*Task description*
Return each line of the listing that follows in which the string "HashMap" can be found.
Extracted material: Begin
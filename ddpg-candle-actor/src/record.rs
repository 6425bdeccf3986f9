//! Records of values for logging.
//!
//! A [`Record`] is handed to the training loop, which writes it to whatever
//! recorder it uses. The actor fills records with statistics of its parameters,
//! see [`Actor::param_stats`](crate::Actor::param_stats).
use crate::error::ActorError;
use std::collections::{
    hash_map::{Iter, Keys},
    HashMap,
};

/// Represents possible types of values that can be stored in a [`Record`].
#[derive(Debug, Clone, PartialEq)]
pub enum RecordValue {
    /// A single floating-point value, typically used for metrics like loss.
    Scalar(f32),
}

/// A container for storing key-value pairs.
///
/// ```rust
/// use ddpg_candle_actor::record::{Record, RecordValue};
///
/// let mut record = Record::empty();
/// record.insert("loss", RecordValue::Scalar(0.5));
/// assert_eq!(record.get_scalar("loss").unwrap(), 0.5);
/// ```
#[derive(Debug, Default)]
pub struct Record(HashMap<String, RecordValue>);

impl Record {
    /// Creates an empty record.
    pub fn empty() -> Self {
        Self(HashMap::new())
    }

    /// Returns an iterator over the keys in the record.
    pub fn keys(&self) -> Keys<'_, String, RecordValue> {
        self.0.keys()
    }

    /// Inserts a key-value pair into the record.
    pub fn insert(&mut self, k: impl Into<String>, v: RecordValue) {
        self.0.insert(k.into(), v);
    }

    /// Returns an iterator over the key-value pairs in the record.
    pub fn iter(&self) -> Iter<'_, String, RecordValue> {
        self.0.iter()
    }

    /// Gets a reference to the value associated with the given key.
    pub fn get(&self, k: &str) -> Option<&RecordValue> {
        self.0.get(k)
    }

    /// Gets a scalar value from the record.
    pub fn get_scalar(&self, k: &str) -> Result<f32, ActorError> {
        match self.0.get(k) {
            Some(RecordValue::Scalar(v)) => Ok(*v),
            None => Err(ActorError::RecordKey(k.to_string())),
        }
    }

    /// Returns the number of entries.
    pub fn len(&self) -> usize {
        self.0.len()
    }

    /// Checks if the record is empty.
    pub fn is_empty(&self) -> bool {
        self.0.is_empty()
    }
}

#[cfg(test)]
mod test {
    use super::*;

    #[test]
    fn test_get_scalar() {
        let mut record = Record::empty();
        assert!(record.is_empty());
        record.insert("loss", RecordValue::Scalar(0.5));
        record.insert("loss", RecordValue::Scalar(0.25));

        assert_eq!(record.len(), 1);
        assert_eq!(record.get_scalar("loss").unwrap(), 0.25);
        assert_eq!(record.get("loss"), Some(&RecordValue::Scalar(0.25)));
        assert!(matches!(
            record.get_scalar("reward"),
            Err(ActorError::RecordKey(_))
        ));
        assert_eq!(record.keys().collect::<Vec<_>>(), vec!["loss"]);
        assert_eq!(record.iter().count(), 1);
    }
}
Extracted material: End
*Written response*
    HashMap,
pub struct Record(HashMap<String, RecordValue>);
        Self(HashMap::new())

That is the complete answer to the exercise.